* [PROBLEM DETAILS]: Your task is to copy each line of the material below that includes "every".

* [DATA FOR PROCESSING]:
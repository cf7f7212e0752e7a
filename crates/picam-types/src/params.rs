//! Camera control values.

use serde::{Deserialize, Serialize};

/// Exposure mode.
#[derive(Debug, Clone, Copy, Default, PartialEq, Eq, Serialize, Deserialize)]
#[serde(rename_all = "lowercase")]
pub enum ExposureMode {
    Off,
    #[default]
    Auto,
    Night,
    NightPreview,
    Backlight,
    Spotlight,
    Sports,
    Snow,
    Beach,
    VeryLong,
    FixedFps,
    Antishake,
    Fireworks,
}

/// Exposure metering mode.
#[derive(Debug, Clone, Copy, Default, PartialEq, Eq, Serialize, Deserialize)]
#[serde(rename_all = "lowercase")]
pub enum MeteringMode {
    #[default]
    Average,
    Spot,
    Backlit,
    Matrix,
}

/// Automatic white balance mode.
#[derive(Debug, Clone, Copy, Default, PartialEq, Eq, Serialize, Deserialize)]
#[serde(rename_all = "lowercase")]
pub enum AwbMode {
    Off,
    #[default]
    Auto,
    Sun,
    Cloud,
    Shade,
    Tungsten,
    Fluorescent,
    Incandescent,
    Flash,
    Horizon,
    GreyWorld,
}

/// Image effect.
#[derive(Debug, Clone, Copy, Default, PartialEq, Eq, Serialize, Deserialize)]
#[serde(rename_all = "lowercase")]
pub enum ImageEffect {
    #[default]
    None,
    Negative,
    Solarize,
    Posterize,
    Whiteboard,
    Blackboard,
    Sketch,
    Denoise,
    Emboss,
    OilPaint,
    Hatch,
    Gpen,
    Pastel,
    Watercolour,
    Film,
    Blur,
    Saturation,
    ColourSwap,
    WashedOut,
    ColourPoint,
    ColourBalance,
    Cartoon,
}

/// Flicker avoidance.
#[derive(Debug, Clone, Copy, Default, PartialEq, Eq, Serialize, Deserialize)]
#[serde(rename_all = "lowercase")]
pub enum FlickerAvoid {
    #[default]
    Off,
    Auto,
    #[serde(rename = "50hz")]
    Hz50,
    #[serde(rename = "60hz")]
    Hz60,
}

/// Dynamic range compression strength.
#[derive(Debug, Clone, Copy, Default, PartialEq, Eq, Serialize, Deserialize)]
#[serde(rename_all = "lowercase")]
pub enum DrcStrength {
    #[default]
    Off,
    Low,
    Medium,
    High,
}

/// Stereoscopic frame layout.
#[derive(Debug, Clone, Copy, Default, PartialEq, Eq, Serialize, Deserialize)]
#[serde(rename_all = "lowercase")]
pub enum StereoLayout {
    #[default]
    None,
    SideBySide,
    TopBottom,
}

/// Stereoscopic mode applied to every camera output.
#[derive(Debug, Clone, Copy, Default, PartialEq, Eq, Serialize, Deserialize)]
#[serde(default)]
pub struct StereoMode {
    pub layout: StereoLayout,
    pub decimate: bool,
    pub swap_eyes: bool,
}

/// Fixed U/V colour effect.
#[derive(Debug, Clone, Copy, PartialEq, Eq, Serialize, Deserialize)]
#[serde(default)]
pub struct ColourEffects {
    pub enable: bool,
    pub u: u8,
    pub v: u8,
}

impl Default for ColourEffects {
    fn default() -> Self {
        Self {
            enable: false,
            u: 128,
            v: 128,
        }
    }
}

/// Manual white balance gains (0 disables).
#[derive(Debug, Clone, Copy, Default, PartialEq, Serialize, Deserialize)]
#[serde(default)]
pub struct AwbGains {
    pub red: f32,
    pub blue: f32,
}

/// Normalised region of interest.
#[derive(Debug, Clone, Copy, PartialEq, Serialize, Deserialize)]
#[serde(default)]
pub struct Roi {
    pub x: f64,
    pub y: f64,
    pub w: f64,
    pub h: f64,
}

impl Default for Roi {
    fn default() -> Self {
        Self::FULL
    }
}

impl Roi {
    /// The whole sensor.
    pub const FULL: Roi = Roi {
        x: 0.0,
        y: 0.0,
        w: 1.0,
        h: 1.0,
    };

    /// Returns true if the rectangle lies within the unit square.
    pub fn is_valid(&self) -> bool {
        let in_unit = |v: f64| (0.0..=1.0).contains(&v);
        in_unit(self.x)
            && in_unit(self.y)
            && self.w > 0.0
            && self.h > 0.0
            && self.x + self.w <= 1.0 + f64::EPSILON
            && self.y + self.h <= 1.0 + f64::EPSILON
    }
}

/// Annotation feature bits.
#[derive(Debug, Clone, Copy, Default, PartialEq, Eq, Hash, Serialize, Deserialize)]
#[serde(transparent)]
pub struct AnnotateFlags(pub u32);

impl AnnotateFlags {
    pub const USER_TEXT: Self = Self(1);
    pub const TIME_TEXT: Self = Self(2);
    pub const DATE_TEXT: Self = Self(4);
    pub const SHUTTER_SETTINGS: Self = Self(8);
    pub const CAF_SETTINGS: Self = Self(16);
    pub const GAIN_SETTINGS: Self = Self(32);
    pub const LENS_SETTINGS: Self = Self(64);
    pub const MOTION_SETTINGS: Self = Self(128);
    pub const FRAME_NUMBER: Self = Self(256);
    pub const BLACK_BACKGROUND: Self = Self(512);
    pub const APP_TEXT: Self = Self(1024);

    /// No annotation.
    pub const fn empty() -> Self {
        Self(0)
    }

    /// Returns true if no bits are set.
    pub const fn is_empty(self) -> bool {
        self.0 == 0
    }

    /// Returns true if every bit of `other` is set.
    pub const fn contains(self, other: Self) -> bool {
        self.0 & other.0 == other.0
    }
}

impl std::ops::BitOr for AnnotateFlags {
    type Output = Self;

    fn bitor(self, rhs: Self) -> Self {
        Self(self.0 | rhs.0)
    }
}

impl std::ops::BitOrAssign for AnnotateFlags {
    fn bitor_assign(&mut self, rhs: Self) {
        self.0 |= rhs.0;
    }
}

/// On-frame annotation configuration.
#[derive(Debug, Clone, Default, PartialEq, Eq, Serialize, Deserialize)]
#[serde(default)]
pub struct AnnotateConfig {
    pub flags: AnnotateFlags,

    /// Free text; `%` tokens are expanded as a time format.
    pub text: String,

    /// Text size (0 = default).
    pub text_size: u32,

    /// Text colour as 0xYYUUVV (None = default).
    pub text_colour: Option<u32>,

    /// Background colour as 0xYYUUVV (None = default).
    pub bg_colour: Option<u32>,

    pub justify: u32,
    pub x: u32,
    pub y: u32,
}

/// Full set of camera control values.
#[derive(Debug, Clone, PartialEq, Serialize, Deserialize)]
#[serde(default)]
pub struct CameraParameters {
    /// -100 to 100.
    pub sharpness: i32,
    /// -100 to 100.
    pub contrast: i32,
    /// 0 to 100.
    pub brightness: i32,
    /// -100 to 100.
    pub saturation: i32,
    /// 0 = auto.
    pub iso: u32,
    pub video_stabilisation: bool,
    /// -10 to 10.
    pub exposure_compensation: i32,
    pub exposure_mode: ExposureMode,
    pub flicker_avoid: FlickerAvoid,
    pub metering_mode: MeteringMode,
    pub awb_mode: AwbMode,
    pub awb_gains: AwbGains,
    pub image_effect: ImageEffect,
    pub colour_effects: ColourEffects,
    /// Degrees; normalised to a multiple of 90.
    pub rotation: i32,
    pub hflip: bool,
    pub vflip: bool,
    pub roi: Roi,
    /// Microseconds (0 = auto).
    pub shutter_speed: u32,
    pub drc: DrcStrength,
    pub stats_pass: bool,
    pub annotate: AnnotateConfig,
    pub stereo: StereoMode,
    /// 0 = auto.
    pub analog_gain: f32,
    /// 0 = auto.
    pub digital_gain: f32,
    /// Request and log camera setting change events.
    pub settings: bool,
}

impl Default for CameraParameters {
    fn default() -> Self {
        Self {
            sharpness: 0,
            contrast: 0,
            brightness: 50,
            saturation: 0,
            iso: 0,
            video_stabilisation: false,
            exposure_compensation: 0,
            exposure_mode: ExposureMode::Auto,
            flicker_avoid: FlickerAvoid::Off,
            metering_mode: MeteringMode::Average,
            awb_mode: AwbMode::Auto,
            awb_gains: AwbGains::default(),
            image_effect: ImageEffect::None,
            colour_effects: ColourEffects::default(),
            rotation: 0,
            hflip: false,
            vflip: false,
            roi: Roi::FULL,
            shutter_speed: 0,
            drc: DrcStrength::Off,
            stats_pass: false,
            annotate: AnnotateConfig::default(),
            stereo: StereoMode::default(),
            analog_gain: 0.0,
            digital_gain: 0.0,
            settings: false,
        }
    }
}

* [YOUR RESPONSE]:
/// Stereoscopic mode applied to every camera output.
    /// Returns true if every bit of `other` is set.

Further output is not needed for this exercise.